The European single currency surged past a one-year high against the U.S. dollar Wednesday as investors extended bets on rate increases and faster growth in the Eurozone economy.

The moves followed a speech from European Central Bank President Mario Draghi Tuesday in Portugal, where he appeared to suggest that the Bank could move away from its current strategy of negative rates and ongoing bond market purchases now that inflation dynamics are starting to improve and job creation is beginning to accelerate as the recovery takes hold.

"With reflationary dynamics slowly taking hold, we now need to ensure that overall financing conditions continue to support that reflationary process, until they are more durable and self-sustaining," Draghi said. "As the economy continues to recover, a constant policy stance will become more accommodative, and the central bank can accompany the recovery by adjusting the parameters of its policy instruments - not in order to tighten the policy stance, but to keep it broadly unchanged."
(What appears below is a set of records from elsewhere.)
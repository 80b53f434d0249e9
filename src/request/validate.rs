//! Ordered validation rules for silent token requests.
//!
//! Checks always run in the same order (account, scope entries, scope duplicates,
//! query-parameter keys, reserved names, claims) so a request with several problems
//! reports the same one on the client and on the broker.

// std
use std::collections::HashSet;
// self
use crate::{
	_prelude::*,
	auth::{AccountIdentifier, ClaimsError, ScopeError, scope},
	config::RequestPolicy,
};

/// Which scope collection an error refers to.
#[derive(Clone, Copy, Debug, PartialEq, Eq, Hash)]
pub enum ScopeField {
	/// Scopes the user should consent to in addition to the primary ones.
	ExtraScopesToConsent,
	/// OIDC-reserved scopes requested in addition to the defaults.
	ExtraOidcScopes,
}
impl ScopeField {
	/// Wire key of the field.
	pub const fn as_str(self) -> &'static str {
		match self {
			ScopeField::ExtraScopesToConsent => "extra_consent_scopes",
			ScopeField::ExtraOidcScopes => "extra_oidc_scopes",
		}
	}
}
impl Display for ScopeField {
	fn fmt(&self, f: &mut Formatter) -> FmtResult {
		f.write_str(self.as_str())
	}
}

/// Caller-fixable problems with a silent request.
#[derive(Clone, Debug, PartialEq, Eq, ThisError)]
pub enum ValidationError {
	/// Silent flows cannot establish identity, so an account is mandatory.
	#[error("Silent requests require an account identifier.")]
	MissingAccount,
	/// A scope entry is empty or contains whitespace.
	#[error("Field `{field}` holds an invalid scope.")]
	InvalidScope {
		/// Offending field.
		field: ScopeField,
		/// Entry-level failure.
		#[source]
		source: ScopeError,
	},
	/// A scope appears twice in the same field.
	#[error("Field `{field}` repeats scope `{scope}`.")]
	DuplicateScope {
		/// Offending field.
		field: ScopeField,
		/// Repeated scope.
		scope: String,
	},
	/// An extra authorize-URL parameter was supplied twice.
	#[error("Field `extra_query_parameters` repeats key `{key}`.")]
	DuplicateQueryParameter {
		/// Repeated key.
		key: String,
	},
	/// An extra authorize-URL parameter would override a reserved protocol parameter.
	#[error("Field `extra_query_parameters` uses reserved key `{key}`.")]
	ReservedQueryParameter {
		/// Reserved key.
		key: String,
	},
	/// Claims are not a JSON object.
	#[error("Field `claims` is malformed.")]
	MalformedClaims {
		/// Shape or parse failure.
		#[source]
		source: ClaimsError,
	},
}
impl ValidationError {
	/// Wire key of the offending field.
	pub fn field(&self) -> &'static str {
		match self {
			ValidationError::MissingAccount => "home_account_id",
			ValidationError::InvalidScope { field, .. }
			| ValidationError::DuplicateScope { field, .. } => field.as_str(),
			ValidationError::DuplicateQueryParameter { .. }
			| ValidationError::ReservedQueryParameter { .. } => "extra_query_parameters",
			ValidationError::MalformedClaims { .. } => "claims",
		}
	}

	/// Stable label suitable for broker error responses and metric fields.
	pub fn code(&self) -> &'static str {
		match self {
			ValidationError::MissingAccount => "missing_account",
			ValidationError::InvalidScope { .. } => "invalid_scope",
			ValidationError::DuplicateScope { .. } => "duplicate_scope",
			ValidationError::DuplicateQueryParameter { .. } => "duplicate_query_parameter",
			ValidationError::ReservedQueryParameter { .. } => "reserved_query_parameter",
			ValidationError::MalformedClaims { .. } => "malformed_claims",
		}
	}
}

/// Borrowed view over request fields, shared by builders and constructed requests.
pub(crate) struct FieldsView<'a> {
	pub(crate) account: Option<&'a AccountIdentifier>,
	pub(crate) extra_scopes_to_consent: &'a [String],
	pub(crate) extra_oidc_scopes: &'a [String],
	pub(crate) query_keys: Vec<&'a str>,
	pub(crate) claims_error: Option<&'a ClaimsError>,
}
impl FieldsView<'_> {
	/// Runs every check in order; reserved names are only checked when a policy is given.
	pub(crate) fn check(&self, policy: Option<&RequestPolicy>) -> Result<(), ValidationError> {
		if self.account.is_none() {
			return Err(ValidationError::MissingAccount);
		}

		let scope_fields = [
			(ScopeField::ExtraScopesToConsent, self.extra_scopes_to_consent),
			(ScopeField::ExtraOidcScopes, self.extra_oidc_scopes),
		];

		for (field, scopes) in scope_fields {
			scope::check_entries(scopes)
				.map_err(|source| ValidationError::InvalidScope { field, source })?;
		}
		for (field, scopes) in scope_fields {
			if let Some(scope) = scope::first_duplicate(scopes) {
				return Err(ValidationError::DuplicateScope { field, scope: scope.to_owned() });
			}
		}

		let mut seen = HashSet::with_capacity(self.query_keys.len());

		for key in &self.query_keys {
			if !seen.insert(*key) {
				return Err(ValidationError::DuplicateQueryParameter { key: (*key).to_owned() });
			}
		}

		if let Some(policy) = policy
			&& let Some(key) = self.query_keys.iter().find(|key| policy.is_reserved(key))
		{
			return Err(ValidationError::ReservedQueryParameter { key: (*key).to_owned() });
		}
		if let Some(source) = self.claims_error {
			return Err(ValidationError::MalformedClaims { source: source.clone() });
		}

		Ok(())
	}
}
The comments lifted the euro more than 1% against the dollar in Tuesday trading, a rally that continued into the European session and extended the gain a further 0.38% to 1.1381, the highest since last June's EU referendum in the United Kingdom.  

Draghi also defended the Bank's ultra-loose monetary policy stance -- which includes €60 billion in monthly bond purchases and a -0.4% rate on cash left overnight inside the Eurosystem of central banks -- and said that failing to act as aggressively as they did at the peak of the region's financial crisis would have caused "permanent damage to the economy."

Benchmark 10-year German government bonds, known as bunds, were marked 1 basis points higher Wednesday at 0.39%, a four-week high, as investors re-priced inflation risks in both the region's biggest economy and the broader Eurozone. Germany's 2-year government bonds, known as schatz, traded at -0.575%, the highest level in more than a year.